The leadership contest at this stage is a little like a "balloon" debate - which lots of school & university debating societies hold. The idea is that each character in the debate makes his case. There's a round of voting. The least persuausive is thrown out of the balloon. They each make their case again; there's another vote... and so on until there's only one left. One candidate eliminated in each round.

That is what I took him to be getting at.

Simon C

"Needless to say it's nonsense - the dangerous nature of the drug had little to do with the decision in the first place (nobody ever said it was 'safe'), and so further evidence of the problems caused by cannabis are obviously not a reason for the rules to be changed back. The reality is that the policy hasn't achieved its stated aims."

That's the issue, Greg. There is a place for "expert advice". However, all too often politicians use it as a shelter to hide behind, to cover-up indecision or poor judgement. That's particuarly the case in issues such as this, where there is certainly no settled scientific or policy consensus as to the most effective approach.

There was a chance to generate respect - by saying something like: "Drugs cause intractable and immensely complicated problems. The status quo is failing & the damage is such that we cannot allow that failure to continue. I thought it worth trying an experiment on cannabis to see if something different would work. The evidence from Brixton is that it hasn't." (Assuming that's what he thinks)

But, having nailed his colours to "best scientific advice", it would be good to know what policy he currently supports.

Jonathan Sheppard

My personal view would be - there is a clear evidence that cannabis use can cause mental health problems. The decision to downgrade cannabis was not supported by judges or the police - and as such was a mistake. If we are serious about tackling the drugs issue we need to send the message to young people that smoking cannabis is not acceptable and can cause immense harm.

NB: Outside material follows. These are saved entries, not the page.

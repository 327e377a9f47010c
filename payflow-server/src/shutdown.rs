//! Signal handling for graceful shutdown.

use tokio::signal::unix::{SignalKind, signal};

/// Creates a future that completes when a shutdown signal is received.
///
/// Listens for SIGTERM and SIGINT (Ctrl+C). If the handlers cannot be
/// installed it falls back to `tokio::signal::ctrl_c`.
pub async fn shutdown_signal() {
    let (mut sigterm, mut sigint) = match (
        signal(SignalKind::terminate()),
        signal(SignalKind::interrupt()),
    ) {
        (Ok(sigterm), Ok(sigint)) => (sigterm, sigint),
        (Err(e), _) | (_, Err(e)) => {
            tracing::warn!(error = %e, "Failed to install signal handlers, falling back to ctrl_c");
            if let Err(e) = tokio::signal::ctrl_c().await {
                tracing::error!(error = %e, "Failed to listen for ctrl_c, running until killed");
                std::future::pending::<()>().await;
            }
            tracing::info!("Received ctrl_c, initiating graceful shutdown");
            return;
        }
    };

    tokio::select! {
        _ = sigterm.recv() => {
            tracing::info!("Received SIGTERM, initiating graceful shutdown");
        }
        _ = sigint.recv() => {
            tracing::info!("Received SIGINT, initiating graceful shutdown");
        }
    }
}
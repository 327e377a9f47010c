use std::str::FromStr;

use sqlx::SqlitePool;
use sqlx::migrate::Migrator;
use sqlx::sqlite::{SqliteConnectOptions, SqlitePoolOptions};

/// Schema migrations, embedded at build time.
pub static MIGRATOR: Migrator = sqlx::migrate!("../migrations");

pub trait DatabaseAccessor {
    fn acquire(&mut self) -> impl sqlx::SqliteExecutor<'_>;
}

#[derive(Debug, Clone)]
pub struct DatabaseProcessor {
    pub pool: SqlitePool,
}

pub struct TransactionProcessor<'b> {
    pub tx: sqlx::Transaction<'b, sqlx::Sqlite>,
}

impl DatabaseAccessor for DatabaseProcessor {
    fn acquire(&mut self) -> impl sqlx::SqliteExecutor<'_> {
        &self.pool
    }
}

impl<'b> DatabaseAccessor for TransactionProcessor<'b> {
    fn acquire(&mut self) -> impl sqlx::SqliteExecutor<'_> {
        &mut *self.tx
    }
}

/// Open a pool for `url`, creating the database file if needed.
///
/// In-memory databases are limited to a single connection that is never
/// recycled, otherwise every new connection would see an empty database.
pub async fn connect_pool(url: &str, max_connections: u32) -> Result<SqlitePool, sqlx::Error> {
    let options = SqliteConnectOptions::from_str(url)?
        .create_if_missing(true)
        .foreign_keys(true);

    let in_memory = url.contains(":memory:") || url.contains("mode=memory");
    let pool_options = if in_memory {
        SqlitePoolOptions::new()
            .max_connections(1)
            .idle_timeout(None)
            .max_lifetime(None)
    } else {
        SqlitePoolOptions::new().max_connections(max_connections.max(1))
    };

    pool_options.connect_with(options).await
}

/// Open a pool and bring the schema up to date.
pub async fn connect_and_migrate(
    url: &str,
    max_connections: u32,
) -> Result<SqlitePool, sqlx::migrate::MigrateError> {
    let pool = connect_pool(url, max_connections).await?;
    MIGRATOR.run(&pool).await?;
    Ok(pool)
}
pub mod invoice_records;

pub use invoice_records::{InvoiceRecord, InvoiceStats, InvoiceStatus, LedgerError, NewInvoiceRecord};
//! Invoice creation and listing types.

use serde::{Deserialize, Serialize};

/// A key/value line shown to the payer on the invoice.
#[derive(Debug, Clone, PartialEq, Eq, Serialize, Deserialize)]
pub struct InvoiceDescription {
    pub key: String,
    pub value: String,
}

/// Body element of `POST /v2/invoice`.
#[derive(Debug, Clone, PartialEq, Eq, Serialize, Deserialize)]
#[serde(rename_all = "camelCase")]
pub struct InvoiceRequest {
    /// Amount in cents.
    pub amount: i64,
    pub name: String,
    pub tax_id: String,
    /// Due date, RFC 3339.
    #[serde(with = "time::serde::rfc3339")]
    pub due: time::OffsetDateTime,
    /// Seconds after `due` until the invoice can no longer be paid.
    pub expiration: i64,
    #[serde(default, skip_serializing_if = "Vec::is_empty")]
    pub tags: Vec<String>,
    #[serde(default, skip_serializing_if = "Vec::is_empty")]
    pub descriptions: Vec<InvoiceDescription>,
}

/// An invoice as returned by the processor.
#[derive(Debug, Clone, PartialEq, Eq, Serialize, Deserialize)]
#[serde(rename_all = "camelCase")]
pub struct Invoice {
    pub id: String,
    pub amount: i64,
    #[serde(default)]
    pub name: String,
    #[serde(default)]
    pub tax_id: String,
    #[serde(default)]
    pub fee: i64,
    #[serde(default)]
    pub status: String,
    #[serde(default)]
    pub tags: Vec<String>,
}

/// `{"invoices": [...]}` wrapper used by both request and response.
#[derive(Debug, Clone, PartialEq, Eq, Serialize, Deserialize)]
pub struct InvoiceEnvelope<T> {
    pub invoices: Vec<T>,
}

/// One page of `GET /v2/invoice`.
#[derive(Debug, Clone, PartialEq, Eq, Serialize, Deserialize)]
pub struct InvoicePage {
    #[serde(default)]
    pub cursor: Option<String>,
    #[serde(default)]
    pub invoices: Vec<Invoice>,
}
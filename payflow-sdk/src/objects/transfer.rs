//! Outbound transfer types.

use serde::{Deserialize, Serialize};

/// Body element of `POST /v2/transfer`.
#[derive(Debug, Clone, PartialEq, Eq, Serialize, Deserialize)]
#[serde(rename_all = "camelCase")]
pub struct TransferRequest {
    /// Amount in cents.
    pub amount: i64,
    pub name: String,
    pub tax_id: String,
    pub bank_code: String,
    pub branch_code: String,
    pub account_number: String,
    pub account_type: String,
    /// Processor-side idempotency key; a second transfer with the same value is refused.
    #[serde(default, skip_serializing_if = "Option::is_none")]
    pub external_id: Option<String>,
    #[serde(default, skip_serializing_if = "Vec::is_empty")]
    pub tags: Vec<String>,
}

/// A transfer as returned by the processor.
#[derive(Debug, Clone, PartialEq, Eq, Serialize, Deserialize)]
#[serde(rename_all = "camelCase")]
pub struct Transfer {
    pub id: String,
    pub amount: i64,
    #[serde(default)]
    pub status: String,
    #[serde(default)]
    pub name: String,
}

/// `{"transfers": [...]}` wrapper used by both request and response.
#[derive(Debug, Clone, PartialEq, Eq, Serialize, Deserialize)]
pub struct TransferEnvelope<T> {
    pub transfers: Vec<T>,
}
use serde::Serialize;
use time::OffsetDateTime;

#[derive(Debug, Clone, Copy, PartialEq, Eq, Serialize)]
#[serde(rename_all = "lowercase")]
pub enum RunStatus {
    Processing,
    Success,
    Error,
}

impl RunStatus {
    pub fn as_str(self) -> &'static str {
        match self {
            RunStatus::Processing => "processing",
            RunStatus::Success => "success",
            RunStatus::Error => "error",
        }
    }
}

/// One firing of the emission scheduler.
#[derive(Debug, Clone, PartialEq, Eq, Serialize)]
pub struct SchedulerRun {
    #[serde(with = "time::serde::rfc3339")]
    pub timestamp: OffsetDateTime,
    pub status: RunStatus,
    pub invoice_count: usize,
    pub invoice_ids: Vec<String>,
    pub error: Option<String>,
}

impl SchedulerRun {
    pub fn processing(timestamp: OffsetDateTime) -> Self {
        Self {
            timestamp,
            status: RunStatus::Processing,
            invoice_count: 0,
            invoice_ids: Vec::new(),
            error: None,
        }
    }

    pub fn succeed(&mut self, invoice_ids: Vec<String>) {
        self.status = RunStatus::Success;
        self.invoice_count = invoice_ids.len();
        self.invoice_ids = invoice_ids;
    }

    pub fn fail(&mut self, reason: impl Into<String>) {
        self.status = RunStatus::Error;
        self.error = Some(reason.into());
    }
}

/// One webhook callback as seen by the event processor.
#[derive(Debug, Clone, PartialEq, Eq, Serialize)]
pub struct WebhookEventRecord {
    #[serde(with = "time::serde::rfc3339")]
    pub timestamp: OffsetDateTime,
    /// `invoice.<log type>`, the bare subscription, or `rejected`.
    pub event_type: String,
    pub invoice_id: Option<String>,
    /// Gross amount in cents, 0 when the event carries no invoice.
    pub amount: i64,
}

impl WebhookEventRecord {
    pub const REJECTED: &'static str = "rejected";

    pub fn rejected(timestamp: OffsetDateTime) -> Self {
        Self {
            timestamp,
            event_type: Self::REJECTED.to_string(),
            invoice_id: None,
            amount: 0,
        }
    }

    pub fn is_rejected(&self) -> bool {
        self.event_type == Self::REJECTED
    }
}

Not everyone in the constituency I fought agreed with me - but they knew where I stood and respected that.

malcolm

What influence do the Conservative MEPs have currently Wasp? It seems to me that it is supremely irrelevant what group we are attached to as no major decisions are made in the European parliament at all.
As regards Edward Leigh and his foolish remarks about balloons.When will this man realise that he and some of his Cornerstone colleagues are such a terrible advertisement for the Conservative Party that if given prominence will ensure that we are never reelected.

andy

It's difficult to find anything about Cameron on anything apart from written questions and answers to the Secretary of State for Education and Skills. All he seems to be passionate about is changing the education system to help less fortunate children. That's an honourable cause, but when he was asked how he would fund the changes that he was proposing he couldn't give an adequate answer.
It's all very well being high minded but politics is a pragmatic business where you have to make deals with people that you don't necessarily like, and more often don't agree with. Quite frankly I'd have to agree with Mr Cameron. He is no Tony Blair! Blair would never put himself in a position where his conviction blured his politics unless it meant invading another country to secure its oil reserves. A nice version of Tony Blair? realy!!!
I'm reminded of the words, "...But Brutus is an honerable man." and look how that story ended.

Barry Graham

'As regards Edward Leigh and his foolish remarks about balloons.When will this man realise that he and some of his Cornerstone colleagues are such a terrible advertisement for the Conservative Party that if given prominence will ensure that we are never reelected.'

Couldn't agree more. Leigh, Cash et al are an embarrassment and they have had a disproportionate influence on the party for too long.
I think anyone (Fox, it seems, here) who receives their endorsement would be best advised not broadcasting it.
The fact that LF has/is got/getting their support is, to me, conclusive proof that he (Fox) is the most right-wing and, therefore, electorally-dangerous candidate.
The usual response to this is the hackneyed ... 'it's a mistake to look at this as a left-right thing...'
Sorry, if you get Cornerstone's backing, it clearly is.